Collected data entries:
—————
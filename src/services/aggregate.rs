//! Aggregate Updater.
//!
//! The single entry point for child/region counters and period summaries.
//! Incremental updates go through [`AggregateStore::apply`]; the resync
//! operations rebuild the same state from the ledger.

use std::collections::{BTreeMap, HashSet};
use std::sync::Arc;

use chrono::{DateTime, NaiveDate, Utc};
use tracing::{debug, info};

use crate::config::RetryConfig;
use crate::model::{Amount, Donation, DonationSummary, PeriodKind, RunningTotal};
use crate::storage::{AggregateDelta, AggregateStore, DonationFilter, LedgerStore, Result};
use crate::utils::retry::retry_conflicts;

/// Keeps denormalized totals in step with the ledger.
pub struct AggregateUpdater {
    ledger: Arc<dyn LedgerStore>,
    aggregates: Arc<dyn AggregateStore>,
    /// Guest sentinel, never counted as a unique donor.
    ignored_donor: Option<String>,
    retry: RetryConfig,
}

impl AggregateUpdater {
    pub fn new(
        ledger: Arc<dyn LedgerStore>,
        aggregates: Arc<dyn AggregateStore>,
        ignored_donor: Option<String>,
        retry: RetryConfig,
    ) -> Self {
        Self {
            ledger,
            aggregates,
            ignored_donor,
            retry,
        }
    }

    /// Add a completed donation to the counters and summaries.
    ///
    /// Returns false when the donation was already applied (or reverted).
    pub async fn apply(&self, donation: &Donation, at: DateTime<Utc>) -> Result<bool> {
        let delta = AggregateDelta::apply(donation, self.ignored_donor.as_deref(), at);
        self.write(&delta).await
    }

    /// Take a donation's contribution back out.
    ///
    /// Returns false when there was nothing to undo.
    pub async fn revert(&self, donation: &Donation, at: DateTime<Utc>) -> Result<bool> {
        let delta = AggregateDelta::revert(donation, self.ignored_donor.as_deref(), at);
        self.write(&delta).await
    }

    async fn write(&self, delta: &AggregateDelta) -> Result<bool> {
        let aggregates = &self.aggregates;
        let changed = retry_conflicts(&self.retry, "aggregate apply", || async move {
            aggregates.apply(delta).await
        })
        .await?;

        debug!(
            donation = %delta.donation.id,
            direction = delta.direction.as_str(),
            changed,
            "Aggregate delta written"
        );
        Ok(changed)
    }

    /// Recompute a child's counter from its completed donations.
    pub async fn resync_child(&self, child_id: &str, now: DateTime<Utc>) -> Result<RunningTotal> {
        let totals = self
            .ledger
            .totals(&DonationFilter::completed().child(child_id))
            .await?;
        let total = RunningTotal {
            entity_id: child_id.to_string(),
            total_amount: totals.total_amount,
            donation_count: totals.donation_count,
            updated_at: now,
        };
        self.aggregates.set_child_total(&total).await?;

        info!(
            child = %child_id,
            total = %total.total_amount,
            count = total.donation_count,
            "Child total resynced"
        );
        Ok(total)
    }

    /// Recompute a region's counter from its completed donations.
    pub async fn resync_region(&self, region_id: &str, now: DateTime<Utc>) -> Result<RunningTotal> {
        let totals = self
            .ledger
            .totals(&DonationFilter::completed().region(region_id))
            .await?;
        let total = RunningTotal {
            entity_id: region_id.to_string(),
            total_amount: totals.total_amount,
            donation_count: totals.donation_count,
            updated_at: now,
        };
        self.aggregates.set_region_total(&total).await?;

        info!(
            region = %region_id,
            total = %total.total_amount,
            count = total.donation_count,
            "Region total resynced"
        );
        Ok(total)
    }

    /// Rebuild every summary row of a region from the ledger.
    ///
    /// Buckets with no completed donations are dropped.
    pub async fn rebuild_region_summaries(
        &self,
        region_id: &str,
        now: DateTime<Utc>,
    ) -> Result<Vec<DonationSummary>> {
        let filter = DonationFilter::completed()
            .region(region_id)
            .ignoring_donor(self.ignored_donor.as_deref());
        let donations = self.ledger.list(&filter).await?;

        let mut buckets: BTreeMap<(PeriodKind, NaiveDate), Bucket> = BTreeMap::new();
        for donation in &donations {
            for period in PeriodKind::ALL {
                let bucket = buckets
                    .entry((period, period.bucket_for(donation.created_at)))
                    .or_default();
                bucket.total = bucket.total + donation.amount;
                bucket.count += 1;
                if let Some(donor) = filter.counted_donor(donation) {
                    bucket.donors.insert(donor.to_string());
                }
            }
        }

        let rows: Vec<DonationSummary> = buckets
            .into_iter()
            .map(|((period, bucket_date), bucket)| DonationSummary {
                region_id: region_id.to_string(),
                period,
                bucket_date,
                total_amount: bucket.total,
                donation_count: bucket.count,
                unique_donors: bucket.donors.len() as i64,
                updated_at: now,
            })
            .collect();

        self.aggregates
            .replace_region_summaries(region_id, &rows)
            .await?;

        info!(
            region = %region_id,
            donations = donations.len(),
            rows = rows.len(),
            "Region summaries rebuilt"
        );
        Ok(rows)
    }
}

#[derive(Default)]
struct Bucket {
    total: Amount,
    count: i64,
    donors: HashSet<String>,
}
—————
YOUR OBJECTIVE: Reproduce the full set of entries above exactly, without dropping a line.

OUTPUT OF THE TASK:
filename src/services/aggregate.rs
//! Aggregate Updater.
//!
//! The single entry point for child/region counters and period summaries.
//! Incremental updates go through [`AggregateStore::apply`]; the resync
//! operations rebuild the same state from the ledger.

use std::collections::{BTreeMap, HashSet};
use std::sync::Arc;

use chrono::{DateTime, NaiveDate, Utc};
use tracing::{debug, info};

use crate::config::RetryConfig;
use crate::model::{Amount, Donation, DonationSummary, PeriodKind, RunningTotal};
use crate::storage::{AggregateDelta, AggregateStore, DonationFilter, LedgerStore, Result};
use crate::utils::retry::retry_conflicts;

/// Keeps denormalized totals in step with the ledger.
pub struct AggregateUpdater {
    ledger: Arc<dyn LedgerStore>,
    aggregates: Arc<dyn AggregateStore>,
    /// Guest sentinel, never counted as a unique donor.
    ignored_donor: Option<String>,
    retry: RetryConfig,
}

impl AggregateUpdater {
    pub fn new(
        ledger: Arc<dyn LedgerStore>,
        aggregates: Arc<dyn AggregateStore>,
        ignored_donor: Option<String>,
        retry: RetryConfig,
    ) -> Self {
        Self {
            ledger,
            aggregates,
            ignored_donor,
            retry,
        }
    }

    /// Add a completed donation to the counters and summaries.
    ///
    /// Returns false when the donation was already applied (or reverted).
    pub async fn apply(&self, donation: &Donation, at: DateTime<Utc>) -> Result<bool> {
        let delta = AggregateDelta::apply(donation, self.ignored_donor.as_deref(), at);
        self.write(&delta).await
    }

    /// Take a donation's contribution back out.
    ///
    /// Returns false when there was nothing to undo.
    pub async fn revert(&self, donation: &Donation, at: DateTime<Utc>) -> Result<bool> {
        let delta = AggregateDelta::revert(donation, self.ignored_donor.as_deref(), at);
        self.write(&delta).await
    }

    async fn write(&self, delta: &AggregateDelta) -> Result<bool> {
        let aggregates = &self.aggregates;
        let changed = retry_conflicts(&self.retry, "aggregate apply", || async move {
            aggregates.apply(delta).await
        })
        .await?;

        debug!(
            donation = %delta.donation.id,
            direction = delta.direction.as_str(),
            changed,
            "Aggregate delta written"
        );
        Ok(changed)
    }

    /// Recompute a child's counter from its completed donations.
    pub async fn resync_child(&self, child_id: &str, now: DateTime<Utc>) -> Result<RunningTotal> {
        let totals = self
            .ledger
            .totals(&DonationFilter::completed().child(child_id))
            .await?;
        let total = RunningTotal {
            entity_id: child_id.to_string(),
            total_amount: totals.total_amount,
            donation_count: totals.donation_count,
            updated_at: now,
        };
        self.aggregates.set_child_total(&total).await?;

        info!(
            child = %child_id,
            total = %total.total_amount,
            count = total.donation_count,
            "Child total resynced"
        );
        Ok(total)
    }

    /// Recompute a region's counter from its completed donations.
    pub async fn resync_region(&self, region_id: &str, now: DateTime<Utc>) -> Result<RunningTotal> {
        let totals = self
            .ledger
            .totals(&DonationFilter::completed().region(region_id))
            .await?;
        let total = RunningTotal {
            entity_id: region_id.to_string(),
            total_amount: totals.total_amount,
            donation_count: totals.donation_count,
            updated_at: now,
        };
        self.aggregates.set_region_total(&total).await?;

        info!(
            region = %region_id,
            total = %total.total_amount,
            count = total.donation_count,
            "Region total resynced"
        );
        Ok(total)
    }

    /// Rebuild every summary row of a region from the ledger.
    ///
    /// Buckets with no completed donations are dropped.
    pub async fn rebuild_region_summaries(
        &self,
        region_id: &str,
        now: DateTime<Utc>,
    ) -> Result<Vec<DonationSummary>> {
        let filter = DonationFilter::completed()
            .region(region_id)
            .ignoring_donor(self.ignored_donor.as_deref());
        let donations = self.ledger.list(&filter).await?;

        let mut buckets: BTreeMap<(PeriodKind, NaiveDate), Bucket> = BTreeMap::new();
        for donation in &donations {
            for period in PeriodKind::ALL {
                let bucket = buckets
                    .entry((period, period.bucket_for(donation.created_at)))
                    .or_default();
                bucket.total = bucket.total + donation.amount;
                bucket.count += 1;
                if let Some(donor) = filter.counted_donor(donation) {
                    bucket.donors.insert(donor.to_string());
                }
            }
        }

        let rows: Vec<DonationSummary> = buckets
            .into_iter()
            .map(|((period, bucket_date), bucket)| DonationSummary {
                region_id: region_id.to_string(),
                period,
                bucket_date,
                total_amount: bucket.total,
                donation_count: bucket.count,
                unique_donors: bucket.donors.len() as i64,
                updated_at: now,
            })
            .collect();

        self.aggregates
            .replace_region_summaries(region_id, &rows)
            .await?;

        info!(
            region = %region_id,
            donations = donations.len(),
            rows = rows.len(),
            "Region summaries rebuilt"
        );
        Ok(rows)
    }
}

#[derive(Default)]
struct Bucket {
    total: Amount,
    count: i64,
    donors: HashSet<String>,
}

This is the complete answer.